Business cycles have run 7.9 years on average over the past 75 years. This means we are overdue for a downturn in the economy, partially due to the Federal Reserve extending this business cycle with sustained historically low interest rates. Today, valuations are extremely high once again and M&A activity is strong for now. The primary limiting factor to deals getting done are demanding CEOs and business owners that require extremely high prices for companies that were not sellable just five years ago, despite a lot of interest and cash from potential buyers.
Whether you decide to sell your company in today's hot market, or prefer to hold and grow your business further (and risk another drop in the market), there are certain key areas that you need to focus on to build value and make your business more attractive to current and future buyers. Seek advice from a business advisor that is experienced in mergers and acquisitions and that can guide you through the process with seasoned negotiating skills.
Simply stated, make your business irresistible to strategic buyers and private equity firms. A strategy to make your business irresistible to prospective acquirers may generate the greatest return in your life time. After all, I tell our clients on a regular basis, you never know when the perfect buyer will knock on your door. Now (and on-going) is the time to prepare for the sale of your business - especially when this will also result in higher sales and profits along the way.
Below are key factors that you must employ in your business to build value, make your company sellable and attractive to current and future buyers.
The growth rate of your business is critical to the value of your business and the attractiveness of an acquirer. Businesses that grow at 10% - 15% per year are not attractive to buyers given the many other options they have to acquire faster growing businesses. If your growth rate is slow or stagnant, there are issues that you need to address in your business if you expect to A) maximize your profits and B) exit at some point in the future. This key factor applies to all types of businesses all the time.

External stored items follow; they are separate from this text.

use anyhow::Result;

use crate::api::ApiClient;
use crate::config::InkflowConfig;
use crate::dashboard::TaskBoard;
use crate::workflow::Stage;

pub mod advance;
pub mod claim;
pub mod show;
pub mod stages;
pub mod tasks;

/// Build a task board against the configured API and hand it to `f`
pub async fn with_task_board<F, Fut, R>(config: &InkflowConfig, f: F) -> Result<R>
where
    F: FnOnce(TaskBoard<ApiClient>) -> Fut,
    Fut: std::future::Future<Output = Result<R>>,
{
    let client = ApiClient::new(&config.api)?;
    tracing::debug!(base_url = client.base_url(), "Connecting to Orders API");
    f(TaskBoard::new(client, config.viewer())).await
}

pub fn parse_stage(input: &str) -> Result<Stage> {
    input.parse::<Stage>().map_err(|e| {
        let names: Vec<&str> = Stage::CATALOG.iter().map(|s| s.as_str()).collect();
        anyhow::anyhow!("{e}. Known stages: {}", names.join(", "))
    })
}

pub fn show_how_to_get_work() -> Result<()> {
    println!("🖨️  inkflow - print-shop production board");
    println!();
    println!("To get started:");
    println!("  📋 inkflow tasks                       # Your board");
    println!("  🙋 inkflow claim <order> <item>        # Take an unassigned item");
    println!("  ➡️  inkflow advance <order> <item> <stage>  # Move an item along");
    println!("  🔍 inkflow show <order>                # Inspect an order");
    println!();
    println!("Configure the API with NEXT_PUBLIC_API_BASE_URL (or api.base_url in inkflow.toml)");
    println!("and your employee id with INKFLOW_USER_ID.");
    Ok(())
}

Size of Your Company and the Markets You Serve
Companies that are dedicating people and resources to acquiring other companies tend to focus on larger companies. It takes just as much (actually more) time to secure a buyer and perform an acquisition on a small company than it does to acquire a mid-size or large company. Acquirers are looking for revenue and profits that will move the needle on their business. They want strong management, large markets served for future growth and revenue that is substantial and predictable. Kick into growth mode to generate your golden opportunity to sell.
If you are only as good as your last project, you are in trouble today. Acquirers see value in recurring, contracted revenue. Not just loyal customers that buy semi-regularly, but a strategy and business model with long-term, contracted customers that is forecastable and predictable. Not all customers need to be this sure bet, but you need to have a business that has sticky products and services and staying power to attract buyers in order to have them pay you handsomely for your many years of hard work.
Gross Profit and Gross Margins
Your Gross Profit Margin (GPM), or Sales less Cost of Goods Sold divided by Sales, is the number one factor that points to the profitability of providing your product or service (before overhead/expenses). Acquirers are attracted to businesses with high GPM as this will typically result in high Net Profit, Net Profit Margin and Earnings Before Interest, Taxes, Depreciation and Amortization (EBITDA).
Depending on your type of business (manufacturing vs. services vs. software have very different Gross Profit Margins), you need to have GPM that is at or higher than other companies in your industry to optimize your value. If your Gross Margins are low, seek advice from a business advisor as you are leaving a lot of profits on the table, as well as, penalizing your business value substantially.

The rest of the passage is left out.